In 1945, Sinclair wrote a radio speech that Ontario Co-operative Commonwealth Federation leader Ted Jolliffe delivered during the 1945 provincial election campaign. The speech accused Premier of Ontario George Drew of running a political gestapo unit out of the Ontario Provincial Police. The accusations were denied by Drew, and may have hurt the CCF's credibility with voters. However, the charge was proven true in the 1970s by archival documents uncovered by a researcher ().
Sinclair's radio play, Hilda Morgan, broadcast on February 12, 1950, resulted in an uproar in the Canadian House of Commons over its then-taboo subject matter of a pregnant, unmarried woman considering abortion after her fiance is killed in an accident though the word abortion was never used. He was referred to as "easily the foremost in Canada's array of postwar playwrights" by critic Nathan Cohen. He began to appear on the new CBC Television service in 1955 appearing on programs such as Front Page Challenge and Assignment as well as the Wayne & Shuster comedy show.
In 1964, Sinclair recorded and released an album on Folkways Records, entitled Documentary History of Broadcasting: 1920-1950: Radio Before Television.
After his appearances in wartime propaganda films, Sinclair would go on to spend over six decades with the CBC in various capacities. In addition to playwright he was a radio and then television personality, writer, actor, panelist, producer, lecturer, commentator and, for a brief period in the 1970s, network executive. Sinclair was a panelist on the show Court of Opinion for twenty-four years, hosted Man at the Centre and was a guest host during the second season of The Nature of Things as well as a frequent contributor to Morningside when Don Harron was host but he was best known for presenting the CBC Radio program Ideas beginning in 1983. Sinclair retired from hosting Ideas in 1999 after presenting over 2,000 installments, including several hundred produced or written by himself. He continued to contribute to the programme until shortly before his death.
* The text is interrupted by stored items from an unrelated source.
use crate::ast::{FieldId, FieldValue, LogicTrace};
use crate::compiler::Compiler;
use crate::conditions::ConditionEvaluator;
use crate::diagnostics::Diagnostic;
use crate::error::DefinitionError;
use crate::form::{CalculationOptions, CompiledForm, FieldDefinition, FormDefinition};
use crate::formula::{self, FormulaResult};
use crate::registry::{DefaultFieldTypes, FieldTypeRegistry};
use crate::trace::TraceFormatter;
use ahash::{AHashMap, AHashSet};
use itertools::Itertools;

/// The outcome of one recalculation pass.
#[derive(Debug, Clone, Default)]
pub struct Recalculation {
    /// The input snapshot with every successfully calculated field replaced by
    /// its formatted display value.
    pub snapshot: AHashMap<FieldId, FieldValue>,
    /// Values by field name after the pass. Calculated fields hold raw numbers.
    pub by_name: AHashMap<String, FieldValue>,
    /// Ids of the fields that are currently visible.
    pub visible: AHashSet<FieldId>,
    /// Validation rules per visible field. Hidden fields have no entry.
    pub rules: AHashMap<FieldId, Vec<String>>,
    pub formula_results: AHashMap<FieldId, FormulaResult>,
    /// Formulas that failed during this pass.
    pub diagnostics: Vec<Diagnostic>,
}

impl Recalculation {
    pub fn is_visible(&self, id: FieldId) -> bool {
        self.visible.contains(&id)
    }

    /// `None` means the field is hidden: not validated and not submitted.
    pub fn rules_for(&self, id: FieldId) -> Option<&[String]> {
        self.rules.get(&id).map(Vec::as_slice)
    }

    pub fn value(&self, name: &str) -> Option<&FieldValue> {
        self.by_name.get(name)
    }
}

/// Runs recalculation passes over a compiled form.
///
/// An `Evaluator` is immutable once built. It can be shared between sessions
/// and threads, and every pass is a pure function of the snapshot it is given.
pub struct Evaluator {
    compiled: CompiledForm,
    registry: Box<dyn FieldTypeRegistry>,
}

impl Evaluator {
    /// Creates an evaluator that takes base rules from [`DefaultFieldTypes`].
    pub fn new(compiled: CompiledForm) -> Self {
        Self::with_registry(compiled, Box::new(DefaultFieldTypes))
    }

    pub fn with_registry(compiled: CompiledForm, registry: Box<dyn FieldTypeRegistry>) -> Self {
        Self { compiled, registry }
    }

    pub fn compiled(&self) -> &CompiledForm {
        &self.compiled
    }

    /// Recomputes calculated values, visibility and validation rules for the
    /// raw snapshot. Call this after every change to a field value.
    pub fn recalculate(&self, raw: &AHashMap<FieldId, FieldValue>) -> Recalculation {
        let fields = self.compiled.fields();
        let mut snapshot = raw.clone();
        let mut by_name = self.seed(raw);
        let mut formula_results = AHashMap::with_capacity(self.compiled.calculations.len());
        let mut diagnostics = Vec::new();

        // 1. Calculated fields, in dependency order
        for calculation in &self.compiled.calculations {
            let Some(field) = fields.get(calculation.field_index) else {
                log::debug!("Skipping calculation at unknown position {}", calculation.field_index);
                continue;
            };
            let Some(options) = field.calculation() else {
                continue;
            };

            let outcome = match &calculation.expression {
                Ok(expr) => formula::evaluate_expression(expr, &by_name, options.decimal_places),
                Err(error) => Err(error.clone()),
            };

            match outcome {
                Ok(value) => {
                    let formatted = formula::format_with(value, options);
                    by_name.insert(field.name.clone(), FieldValue::Number(value));
                    snapshot.insert(field.id, FieldValue::Text(formatted.clone()));
                    formula_results.insert(
                        field.id,
                        FormulaResult {
                            raw: Some(value),
                            formatted,
                        },
                    );
                }
                Err(error) => {
                    let previous = raw.get(&field.id).map(ToString::to_string);
                    formula_results.insert(
                        field.id,
                        FormulaResult {
                            raw: None,
                            formatted: previous.unwrap_or_default(),
                        },
                    );
                    // Parse failures were already reported when compiling.
                    if calculation.expression.is_ok() {
                        log::debug!("Formula of '{}' failed: {}", field.name, error);
                        diagnostics.push(Diagnostic::FormulaFailed {
                            field: field.name.clone(),
                            error,
                        });
                    }
                }
            }
        }

        // 2. Visibility against the updated values
        let conditions = ConditionEvaluator::with_index(fields, &self.compiled.index, &by_name);
        let visible: AHashSet<FieldId> = fields
            .iter()
            .filter(|field| conditions.should_show(field))
            .map(|field| field.id)
            .collect();

        // 3. Rules for visible fields only
        let rules: AHashMap<FieldId, Vec<String>> = fields
            .iter()
            .filter(|field| visible.contains(&field.id))
            .map(|field| (field.id, self.rules_of(field, &conditions)))
            .collect();

        log::debug!(
            "Recalculated {} fields: {} visible, {} formula failures",
            fields.len(),
            visible.len(),
            diagnostics.len()
        );

        Recalculation {
            snapshot,
            by_name,
            visible,
            rules,
            formula_results,
            diagnostics,
        }
    }

    /// Explains why the field is visible or hidden and which conditional
    /// rules apply, using the values of a finished pass.
    pub fn explain(&self, field_id: FieldId, pass: &Recalculation) -> Option<String> {
        let field = self.compiled.field(field_id)?;
        let conditions =
            ConditionEvaluator::with_index(self.compiled.fields(), &self.compiled.index, &pass.by_name);

        let mut lines = Vec::new();
        if let Some(trace) = conditions.explain(field) {
            let verdict = if trace.outcome() { "Visible" } else { "Hidden" };
            lines.push(format!(
                "{}: {}",
                verdict,
                TraceFormatter::format_trace(&trace)
            ));
        }
        for (rule, trace) in conditions.trace_validation(field) {
            if matches!(trace, LogicTrace::Inert) {
                continue;
            }
            let verdict = if trace.outcome() { "applies" } else { "does not apply" };
            lines.push(format!(
                "Rule '{}' {}: {}",
                rule,
                verdict,
                TraceFormatter::format_trace(&trace)
            ));
        }

        if lines.is_empty() {
            None
        } else {
            Some(lines.join("\n"))
        }
    }

    /// Initial by-name values. Calculated fields start from their previous
    /// display value reduced back to a number.
    fn seed(&self, raw: &AHashMap<FieldId, FieldValue>) -> AHashMap<String, FieldValue> {
        self.compiled
            .fields()
            .iter()
            .map(|field| {
                let value = match (field.calculation(), raw.get(&field.id)) {
                    (Some(options), Some(previous)) => seed_calculated(previous, options),
                    (Some(_), None) => FieldValue::Null,
                    (None, Some(value)) => value.clone(),
                    (None, None) => field.field_type.default_value(),
                };
                (field.name.clone(), value)
            })
            .collect()
    }

    fn rules_of(&self, field: &FieldDefinition, conditions: &ConditionEvaluator) -> Vec<String> {
        self.registry
            .base_rules(field)
            .into_iter()
            .chain(conditions.extra_validation_rules(field))
            .unique()
            .collect()
    }
}

fn seed_calculated(previous: &FieldValue, options: &CalculationOptions) -> FieldValue {
    match previous {
        FieldValue::Text(display) => formula::parse_display(display, options)
            .map_or_else(|| previous.clone(), FieldValue::Number),
        other => other.clone(),
    }
}

/// Compiles the fields and runs a single pass over them.
///
/// Compile diagnostics come first in the returned diagnostics. Prefer
/// [`Compiler`] and [`Evaluator`] when the same form is recalculated often.
pub fn recalculate(
    fields: &[FieldDefinition],
    raw: &AHashMap<FieldId, FieldValue>,
) -> Result<Recalculation, DefinitionError> {
    let compiled = Compiler::builder(FormDefinition::new(fields.to_vec()))
        .build()
        .compile()?;
    let mut compile_diagnostics = compiled.diagnostics.clone();
    let mut pass = Evaluator::new(compiled).recalculate(raw);
    compile_diagnostics.append(&mut pass.diagnostics);
    pass.diagnostics = compile_diagnostics;
    Ok(pass)
}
In 1972, CBC president Laurent Picard made Sinclair the CBC's executive vice-president of English-language services as part of an effort to bring creative people into administration. The experiment was unsuccessful and proved frustrating to both Sinclair and CBC administration in Ottawa. He was demoted to a more junior position as vice president of program policy and development in 1974 and returned to Toronto to his former role as a producer and writer in 1976. Dr. Robert Gardner, later the Chair of the School of Radio and Television Arts at Ryerson University, recalled working with Lister Sinclair during that difficult time. "He was astoundingly well informed. We worked together on a script for a CBC television program dealing with Dante's Divine Comedy. Lister had hired me as the writer researcher and - there is no doubt about it - he was a demanding boss. His conversations were constantly sprinkled with classical allusions, phrases in German, French, or Italian, and he was impatient of lesser souls. Working with him was one of the most stimulating experiences of my life ... and one of the most frightening."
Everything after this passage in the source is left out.